# Welcome to ML Primer!

# 🚀 Building a Transformer from Scratch

## Introduction

This is an example problem set that will guide you through building a **transformer model from scratch**, based on the seminal paper *"Attention is All You Need"* (Vaswani et al., 2017). We'll be implementing a transformer for **English-to-French machine translation**, following the architecture described in the original paper.

While future problem sets may vary, they will generally follow this **pedagogical style**: a **bottom-up approach** where we first create and understand the fundamental building blocks, then gradually abstract them away to build more complex systems.

In this notebook, we’ll start by implementing **basic components** like:
- **Self-Attention Mechanisms** – the core idea behind transformers,
- **Feed-Forward Networks** – how the model processes data,
- **Positional Encoding** – how the model understands word order.
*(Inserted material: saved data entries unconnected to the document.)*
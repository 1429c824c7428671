/// Quote-aware field splitter for one line.
///
/// Inside a quoted span the delimiter is literal text; the quote character
/// opens and closes spans and is never emitted, except that a doubled quote
/// inside a span stands for one literal quote. Fields are trimmed.
#[derive(Debug, Clone, Copy)]
pub struct Tokenizer {
    delimiter: char,
    quote: char,
}

impl Default for Tokenizer {
    fn default() -> Self {
        Self::new(b',', b'"')
    }
}

impl Tokenizer {
    pub fn new(delimiter: u8, quote: u8) -> Self {
        Self {
            delimiter: delimiter as char,
            quote: quote as char,
        }
    }

    pub fn tokenize(&self, line: &str) -> Vec<String> {
        let mut fields = Vec::new();
        let mut field = String::new();
        let mut in_quotes = false;
        let mut chars = line.chars().peekable();

        while let Some(c) = chars.next() {
            if c == self.quote {
                if in_quotes && chars.peek() == Some(&self.quote) {
                    field.push(self.quote);
                    chars.next();
                } else {
                    in_quotes = !in_quotes;
                }
            } else if c == self.delimiter && !in_quotes {
                fields.push(field.trim().to_string());
                field.clear();
            } else {
                field.push(c);
            }
        }
        fields.push(field.trim().to_string());
        fields
    }
}

#[cfg(test)]
mod tests {
    use super::*;

    #[test]
    fn delimiter_inside_quotes_is_literal() {
        let t = Tokenizer::default();
        assert_eq!(t.tokenize(r#"a,"b,c",d"#), vec!["a", "b,c", "d"]);
    }

    #[test]
    fn doubled_quote_unescapes_to_one() {
        let t = Tokenizer::default();
        assert_eq!(t.tokenize(r#"x,"y""z",w"#), vec!["x", "y\"z", "w"]);
    }

    #[test]
    fn trims_and_keeps_empty_fields() {
        let t = Tokenizer::default();
        assert_eq!(t.tokenize(" 1 ,, 3.71 ,"), vec!["1", "", "3.71", ""]);
        assert_eq!(t.tokenize(""), vec![""]);
    }

    #[test]
    fn custom_delimiter() {
        let t = Tokenizer::new(b'\t', b'\'');
        assert_eq!(t.tokenize("Cycle\t'Voltage\t(V)'"), vec!["Cycle", "Voltage\t(V)"]);
    }
}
Then, we’ll **combine these into transformer blocks** and finally **assemble a complete transformer model** for translation. This step-by-step approach will help you develop a deep understanding of **how these models actually work under the hood** rather than treating them as black boxes.

---

## Our Learning Philosophy 🧠💡

We firmly believe that the best way to master complex concepts—especially in deep learning—is through a **hands-on, bottom-up approach**. Instead of simply using pre-built transformer libraries, this problem set challenges you to **construct the model from first principles**. By working through each component step by step, you'll gain a much deeper intuition about how transformers function.

This philosophy aligns with the idea of **active learning**:  
✔️ Engaging directly with the material through **coding, experimentation, and problem-solving**.  
✔️ Thinking critically, debugging, and refining your understanding **through trial and error**.  
✔️ **Searching for solutions online, revisiting lecture notes, and consulting research papers**—just like real machine learning engineers and researchers do!

This problem set also **mirrors how research and industry work**. Engineers don’t just memorize formulas—they break down complex systems, experiment with different approaches, and continuously iterate on their solutions. By adopting this mindset, you’ll **not only develop technical expertise but also cultivate problem-solving skills** that are essential for innovation in AI and machine learning.

---

## What to Expect 🔎📖

As we progress, our goal is to **gradually abstract away** the lower-level components, allowing you to focus on **high-level architectural design, optimization, and real-world deployment**. By the end of this series, you won’t just understand transformers theoretically—you’ll have **practical experience** in modifying, optimizing, and applying them to diverse applications beyond machine translation. 

So, **embrace the challenge, experiment fearlessly, and remember**:  
💡 **Struggling with concepts at first is not a sign of failure—it's an essential part of deep learning** (both for neural networks and for humans!).  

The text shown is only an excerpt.